Annesi kızını dinliyor, teskin etmeye çalışıyor ve teneffüs bitiminden on beş dakika sonra sınıfa giriyorlar. Öğretmeni “Aaa Kayracım senin sınıfta olmadığını fark etmedim, sen dışarıda mıydın” diye tepki veriyor. Sonra anneye dönüp “Veliler bu çocukları hiç çalıştırmıyor, ödevler yetişmiyor vb” diyor. 30 kişilik sınıfta bir çocuk derse gelmiyor ve öğretmen onu fark etmiyor. Bir de fark etmediğini çocuğun yüzüne söylüyor. Öğretmen, fark eden insanın adı değil midir, fark ettiğini hissettiren? Annesi, Karya’nın kalemi sıkmaktan parmağının su topladığını, "bana ödev yap deme anne” dediğini söyleyemiyor bile. Tabii değerlendirme kağıtlarının azar eşliğinde yırtılmasının çocukta “başaramama korkusu” yarattığını da…
Sınav kaygısının temeli de böyle mi atılıyor?
***
Henüz Türkçe’yi okuma ve yazmayı öğrenme sürecinin başındalar. Ve gayet iyiler esasında. Şu ana kadar verilen harflerin sesini ve görüntüsünü almışlar, bitişik ve eğik de yazıyorlar. Ama kaygılılar. Gereğinden fazla kaygılılar. Bilinmezleri çok fazla sanki. Ya yapamazsam, ya yetiştiremezsem, ya beceremezsem kaygısını dozunun üstünde yaşıyorlar ve bu durumu da fark eden yok! Aşırı kaygının bir öğrenme engeli olduğunu bilen yok mu acaba?
Biz bu halde bize gelen çocukların gerilimlerini mas ediyoruz, rahatlatıyoruz: “Gayet gazel yapıyorsun aferin. Kalemi sıkma parmakların acır. Hatalı yazsan bile düzeltirsin canını sıkma. Yorulduysan dinlen. Yetişmezse dünyanın sonu gelmez.”
O kadar çok ödev veriliyor ki, oyun oynamaya zamanları yok! Üstelik birinin öğretmeni internet üzerinden(e postayla) annelere veriyormuş ödevi. “Şu kadar şu yazılacak, şu sayfadan bu sayfaya dek bu yapılacak…” diyormuş.
Ödev kimin işi öğretmenim? Kimin ödev bilinci gelişecek, annenin mi?
Ödev vermekten amaç ne, öğretmenim? Çocuğu fena halde yormak ve oyundan mahrum bırakmak mı? Oyun çocuğun gıdası ve çaresi değil mi? Amaç ödeve lanet okutmak mı? Teknoloji amacına uygun mu kullanılmış oluyor böylece?
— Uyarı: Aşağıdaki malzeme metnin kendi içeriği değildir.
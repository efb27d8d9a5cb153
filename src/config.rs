//! Configuration management for ferrochain

use crate::chain::DEFAULT_MAX_PAYLOAD_BYTES;
use crate::crypto::hash_from_hex;
use crate::error::{ChainError, Result};
use crate::miner::MiningConfig;
use serde::Deserialize;
use std::fs;

/// Default configuration file, looked up in the working directory.
pub const CONFIG_FILE: &str = "ferrochain.toml";

#[derive(Debug, Deserialize)]
pub struct Config {
    #[serde(default)]
    pub miner: MinerSection,
    #[serde(default)]
    pub input: InputSection,
    #[serde(default)]
    pub ledger: LedgerSection,
}

#[derive(Debug, Deserialize)]
pub struct MinerSection {
    /// Mining target as 64 hex chars, optionally `0x`-prefixed. Smaller
    /// values make mining harder.
    #[serde(default = "default_target")]
    pub target: String,
    /// Worker threads for the nonce search.
    #[serde(default = "default_threads")]
    pub threads: usize,
}

impl Default for MinerSection {
    fn default() -> Self {
        Self {
            target: default_target(),
            threads: default_threads(),
        }
    }
}

#[derive(Debug, Deserialize)]
pub struct InputSection {
    /// Payloads larger than this are rejected, never truncated.
    #[serde(default = "default_max_payload_bytes")]
    pub max_payload_bytes: usize,
}

impl Default for InputSection {
    fn default() -> Self {
        Self {
            max_payload_bytes: default_max_payload_bytes(),
        }
    }
}

#[derive(Debug, Deserialize, Default)]
pub struct LedgerSection {
    /// When set, finalized headers are appended to this binary log.
    #[serde(default)]
    pub path: Option<String>,
}

/// Default target: byte 2 = 0x0f, everything else zero. Loose enough that a
/// block mines in well under one nonce round on ordinary hardware.
/// Too hard? Try byte 2 = 0xff. Too easy? Try 0x01.
fn default_target() -> String {
    "00000f0000000000000000000000000000000000000000000000000000000000".to_string()
}

fn default_threads() -> usize {
    1
}

fn default_max_payload_bytes() -> usize {
    DEFAULT_MAX_PAYLOAD_BYTES
}

impl Config {
    /// Parse and validate the mining parameters.
    pub fn mining_config(&self) -> Result<MiningConfig> {
        let target = hash_from_hex(&self.miner.target)
            .map_err(|e| ChainError::ConfigError(format!("miner.target: {}", e)))?;
        Ok(MiningConfig::new(target).with_threads(self.miner.threads))
    }
}

/// Load configuration from `path`, or from [`CONFIG_FILE`] when absent.
/// A missing default file yields the built-in defaults; an explicitly
/// requested file must exist.
pub fn load_config(path: Option<&str>) -> Result<Config> {
    let config_str = match path {
        Some(path) => fs::read_to_string(path).map_err(|e| {
            ChainError::ConfigError(format!("Failed to read config {}: {}", path, e))
        })?,
        None => fs::read_to_string(CONFIG_FILE).unwrap_or_default(),
    };

    let config: Config = toml::from_str(&config_str)
        .map_err(|e| ChainError::ConfigError(format!("Failed to parse config: {}", e)))?;

    // Validate critical values
    if config.miner.threads == 0 {
        return Err(ChainError::ConfigError(
            "miner.threads must be at least 1".to_string(),
        ));
    }
    if config.input.max_payload_bytes == 0 {
        return Err(ChainError::ConfigError(
            "input.max_payload_bytes must be at least 1".to_string(),
        ));
    }

    Ok(config)
}

#[cfg(test)]
mod tests {
    use super::*;
    use std::io::Write;

    #[test]
    fn test_defaults() {
        let config: Config = toml::from_str("").unwrap();
        assert_eq!(config.miner.threads, 1);
        assert_eq!(config.input.max_payload_bytes, DEFAULT_MAX_PAYLOAD_BYTES);
        assert!(config.ledger.path.is_none());

        let mining = config.mining_config().unwrap();
        assert_eq!(mining.target[2], 0x0f);
        assert_eq!(mining.target[0], 0x00);
        assert_eq!(mining.target[31], 0x00);
    }

    #[test]
    fn test_parse_full_config() {
        let config: Config = toml::from_str(
            r#"
            [miner]
            target = "0x00ff000000000000000000000000000000000000000000000000000000000000"
            threads = 4

            [input]
            max_payload_bytes = 128

            [ledger]
            path = "headers.bin"
            "#,
        )
        .unwrap();

        let mining = config.mining_config().unwrap();
        assert_eq!(mining.target[1], 0xff);
        assert_eq!(mining.threads, 4);
        assert_eq!(config.input.max_payload_bytes, 128);
        assert_eq!(config.ledger.path.as_deref(), Some("headers.bin"));
    }

    #[test]
    fn test_invalid_target_rejected() {
        let config: Config = toml::from_str("[miner]\ntarget = \"abcd\"\n").unwrap();
        let result = config.mining_config();
        assert!(matches!(result, Err(ChainError::ConfigError(_))));
    }

    #[test]
    fn test_load_config_from_file() {
        let dir = tempfile::tempdir().unwrap();
        let path = dir.path().join("ferrochain.toml");
        let mut file = fs::File::create(&path).unwrap();
        writeln!(file, "[miner]\nthreads = 2").unwrap();

        let config = load_config(Some(path.to_str().unwrap())).unwrap();
        assert_eq!(config.miner.threads, 2);
    }

    #[test]
    fn test_load_config_missing_explicit_file() {
        let result = load_config(Some("/nonexistent/ferrochain.toml"));
        assert!(matches!(result, Err(ChainError::ConfigError(_))));
    }

    #[test]
    fn test_zero_threads_rejected() {
        let dir = tempfile::tempdir().unwrap();
        let path = dir.path().join("ferrochain.toml");
        fs::write(&path, "[miner]\nthreads = 0\n").unwrap();

        let result = load_config(Some(path.to_str().unwrap()));
        assert!(matches!(result, Err(ChainError::ConfigError(_))));
    }
}
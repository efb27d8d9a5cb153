//! Append-only persistence for finalized headers.
//!
//! Records are the raw fixed-size header encoding, written in mined order
//! with no separators; being fixed-length makes them self-delimiting.

use crate::error::{ChainError, Result};
use crate::header::{BlockHeader, HEADER_SIZE};
use std::fs::{File, OpenOptions};
use std::io::Write;
use std::path::Path;

/// Abstraction for sinks that receive finalized headers. A sink failure is
/// recoverable: the caller's in-memory tip stays valid.
pub trait HeaderSink: Send {
    fn append(&mut self, header: &BlockHeader) -> Result<()>;
}

/// File-backed ledger of raw 76-byte header records.
pub struct FileLedger {
    file: File,
}

impl FileLedger {
    /// Open (or create) a ledger file for appending.
    pub fn open(path: &Path) -> Result<Self> {
        let file = OpenOptions::new()
            .create(true)
            .append(true)
            .open(path)
            .map_err(|e| {
                ChainError::IoError(format!("Failed to open ledger {}: {}", path.display(), e))
            })?;
        Ok(FileLedger { file })
    }

    /// Decode every record in a ledger file, in mined order.
    ///
    /// A trailing partial record means the log was corrupted or truncated
    /// mid-write; it is reported rather than silently dropped.
    pub fn read_headers(path: &Path) -> Result<Vec<BlockHeader>> {
        let bytes = std::fs::read(path).map_err(|e| {
            ChainError::IoError(format!("Failed to read ledger {}: {}", path.display(), e))
        })?;

        if bytes.len() % HEADER_SIZE != 0 {
            return Err(ChainError::IoError(format!(
                "Ledger {} is {} bytes, not a multiple of the {}-byte record size",
                path.display(),
                bytes.len(),
                HEADER_SIZE
            )));
        }

        Ok(bytes
            .chunks_exact(HEADER_SIZE)
            .map(|chunk| {
                let mut record = [0u8; HEADER_SIZE];
                record.copy_from_slice(chunk);
                BlockHeader::decode(&record)
            })
            .collect())
    }
}

impl HeaderSink for FileLedger {
    fn append(&mut self, header: &BlockHeader) -> Result<()> {
        self.file
            .write_all(&header.encode())
            .map_err(|e| ChainError::IoError(format!("Failed to append header: {}", e)))?;
        self.file
            .flush()
            .map_err(|e| ChainError::IoError(format!("Failed to flush ledger: {}", e)))?;
        Ok(())
    }
}

/// In-memory sink useful for tests and ephemeral runs.
#[derive(Debug, Clone, Default)]
pub struct MemoryLedger {
    pub headers: Vec<BlockHeader>,
}

impl MemoryLedger {
    pub fn new() -> Self {
        Self::default()
    }
}

impl HeaderSink for MemoryLedger {
    fn append(&mut self, header: &BlockHeader) -> Result<()> {
        self.headers.push(*header);
        Ok(())
    }
}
Okuma yazmayı anneler mi öğretecek yoksa okullarda öğretmenler mi öğretmenim?
7 yaşında bir çocuk için, “Bu çocuk hiç çalışmadan öğrenmeden geliyor” denir mi? Üstelik İzmir’in en iyi kategorisindeki okullar bunlar.
***
IQ’su 50 olan herkesin kendi ana dilini mutlaka okuyup yazmayı öğrendiğini, biz çok eski araştırmalardan bilmiyor muyuz öğretmenim? O halde neden bu acele? Aralık sonunda okumayı yazmayı sökerse bu çocuklar, başımız göğe mi erecek öğretmenim?
Bula bula, keşfede keşfede öğrenseler… Keşfetmenin zevkini yaşasalar. Evet evet, kendi anadilimizin okunup yazmasını keşfetmekten bahsediyorum. Nasıl unutursunuz kapının PI’sı, kara’nın RA’ sı masanın SA’sını bir araya getirdiğimiz zaman PIRASA meydana getirmenin zevkini? Buluş yöntemiyle sözcük yapmak, sonra sözcüklerden cümleler oluşturmak müthiş zevkli bir oyundur oysa. Oynaya oynaya neden öğretmeyiz kendi anadilimizi?
Nasıl ki “konuşmayı onlara biz öğretmediysek, öğretmeye kalksaydık da hiçbir zaman öğrenemezlerdi”yse; okumayı ve yazmayı biz başlarına vura vura öğretmeye kalktığımız için, okuyan yazan olmuyorlar işte? Okumayı yazmayı öğrenmek, yaşamımızın bir parçası olması gereken okuma ve yazma ediminin bir aracıdır yalnızca. Ama bizim çocuklar bir kere sökünce okuma ve yazmayı, öğretmen arkadaş “Kartaca’yı almış” oluyor. Ama çocukların öğrenme hevesi ve heyecanı köreliyor. Sonrası mecburen yapılan işler vb.
Ben iddia ediyorum: Bu ülkenin insanı okumuyorsa ve yazmıyorsa; en önemli nedenlerden biri, daha en baştan okuma ve yazma hevesinin köreltilmesidir. En başta yaşatılan büyük travmalardır. İnsanımızın aklı ve ruhu daha 7 yaşında yıkıma uğramaktadır. Diğer nedenler ikincil nedenlerdir. Bu konuda üniversitelerimizin ilgili bölümleri araştırma yapmalıdır.
Çocuklarına kötülük etmeyen bir ülke olmamız dileğimle.